Files
wasmtime/crates/environ/src/component/dfg.rs
Alex Crichton 650979ae40 Implement strings in adapter modules (#4623)
* Implement strings in adapter modules

This commit is a hefty addition to Wasmtime's support for the component
model. This implements the final remaining type (in the current type
hierarchy) unimplemented in adapter module trampolines: strings. Strings
are the most complicated type to implement in adapter trampolines
because they are highly structured chunks of data in memory (according
to specific encodings). Additionally each lift/lower operation can
choose its own encoding for strings meaning that Wasmtime, the host, may
have to convert between any pairwise ordering of string encodings.

The `CanonicalABI.md` in the component-model repo in general specifies
all the fiddly bits of string encoding so there's not a ton of wiggle
room for Wasmtime to get creative. This PR largely "just" implements
that. The high-level architecture of this implementation is:

* Fused adapters are first identified to determine src/dst string
  encodings. This statically fixes what transcoding operation is being
  performed.

* The generated adapter will be responsible for managing calls to
  `realloc` and performing bounds checks. The adapter itself does not
  perform memory copies or validation of string contents, however.
  Instead each transcoding operation is modeled as an imported function
  into the adapter module.  This means that the adapter module
  dynamically, during compile time, determines what string transcoders
  are needed. Note that an imported transcoder is not only parameterized
  over the transcoding operation but additionally which memory is the
  source and which is the destination.

* The imported core wasm functions are modeled as a new
  `CoreDef::Transcoder` structure. These transcoders end up being small
  Cranelift-compiled trampolines. The Cranelift-compiled trampoline will
  load the actual base pointer of memory and add it to the relative
  pointers passed as function arguments. This trampoline then calls a
  transcoder "libcall" which enters Rust-defined functions for actual
  transcoding operations.

* Each possible transcoding operation is implemented in Rust with a
  unique name and a unique signature depending on the needs of the
  transcoder. I've tried to document inline what each transcoder does.

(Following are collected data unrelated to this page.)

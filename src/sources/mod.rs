//! Source adapters: one per ticketing platform.
//!
//! All eight built-in platforms are listing pages scraped with CSS selectors,
//! so they share one engine ([`ListingAdapter`]) and differ only in their
//! [`SourceConfig`] data.

pub mod config;
pub mod extract;
pub mod listing;

mod era;
mod eventgo;
mod ibon;
mod kham;
mod kktix;
mod opentix;
mod tixcraft;
mod udn;
mod utk;

pub use config::{ListingPage, SelectorSet, SourceConfig};
pub use listing::ListingAdapter;

use std::sync::Arc;

use async_trait::async_trait;
use thiserror::Error;
use tracing::error;

use crate::domain::{Platform, RawEvent};
use crate::fetcher::{FetchFailure, Fetcher};
use crate::politeness::DelayRange;

/// Why an adapter produced nothing usable.
#[derive(Debug, Error)]
pub enum AdapterError {
    #[error("all {pages} listing pages failed, last error: {last}")]
    AllPagesFailed { pages: usize, last: FetchFailure },

    #[error("{0}")]
    Other(String),
}

/// What an adapter brought back from one run.
#[derive(Debug, Clone, Default)]
pub struct Extraction {
    pub events: Vec<RawEvent>,
    pub pages_ok: usize,
    pub pages_failed: usize,
}

#[async_trait]
pub trait SourceAdapter: Send + Sync {
    /// Display label of the platform, written to every record.
    fn platform(&self) -> &str;

    /// Scrape every listing page of the platform. Page-level failures are
    /// contained; an error means the adapter has nothing at all.
    async fn extract(&self, fetcher: &dyn Fetcher) -> Result<Extraction, AdapterError>;
}

/// Built-in sub-configurations in default execution order.
pub fn builtin_sources() -> Vec<SourceConfig> {
    Platform::ALL.into_iter().map(builtin_source).collect()
}

pub fn builtin_source(platform: Platform) -> SourceConfig {
    match platform {
        Platform::Opentix => opentix::source(),
        Platform::Kham => kham::source(),
        Platform::Udn => udn::source(),
        Platform::Ibon => ibon::source(),
        Platform::Kktix => kktix::source(),
        Platform::Tixcraft => tixcraft::source(),
        Platform::Era => era::source(),
        Platform::Eventgo => eventgo::source(),
    }
}

/// Build adapters for the given configurations. An invalid configuration
/// (bad base URL, unparsable selector) is logged and skipped so the other
/// platforms still run.
pub fn build_adapters(
    sources: &[SourceConfig],
    category_delay: DelayRange,
) -> Vec<Arc<dyn SourceAdapter>> {
    sources
        .iter()
        .filter(|source| source.enabled)
        .filter_map(
            |source| match ListingAdapter::new(source.clone(), category_delay) {
                Ok(adapter) => Some(Arc::new(adapter) as Arc<dyn SourceAdapter>),
                Err(e) => {
                    error!(platform = %source.platform, error = %e, "Skipping misconfigured source");
                    None
                }
            },
        )
        .collect()
}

This means that the `Module::translate_string` in adapter modules is by
far the largest translation method. The main reason for this is due to
the management around calling the imported transcoder functions in the
face of validating string pointer/lengths and performing the dance of
`realloc`-vs-transcode at the right time. I've tried to ensure that each
individual case in transcoding is documented well enough to understand
what's going on as well.

Additionally in this PR is a full implementation in the host for the
`latin1+utf16` encoding which means that both lifting and lowering host
strings now works with this encoding.

Currently the implementation of each transcoder function is likely far
from optimal. Where possible I've leaned on the standard library itself
and for latin1-related things I'm leaning on the `encoding_rs` crate. I
initially tried to implement everything with `encoding_rs` but was
unable to uniformly do so easily. For now I settled on trying to get a
known-correct (even in the face of endianness) implementation for all of
these transcoders. If an when performance becomes an issue it should be
possible to implement more optimized versions of each of these
transcoding operations.

Testing this commit has been somewhat difficult and my general plan,
like with the `(list T)` type, is to rely heavily on fuzzing to cover
the various cases here. In this PR though I've added a simple test that
pushes some statically known strings through all the pairs of encodings
between source and destination. I've attempted to pick "interesting"
strings that one way or another stress the various paths in each
transcoding operation to ideally get full branch coverage there.
Additionally a suite of "negative" tests have also been added to ensure
that validity of encoding is actually checked.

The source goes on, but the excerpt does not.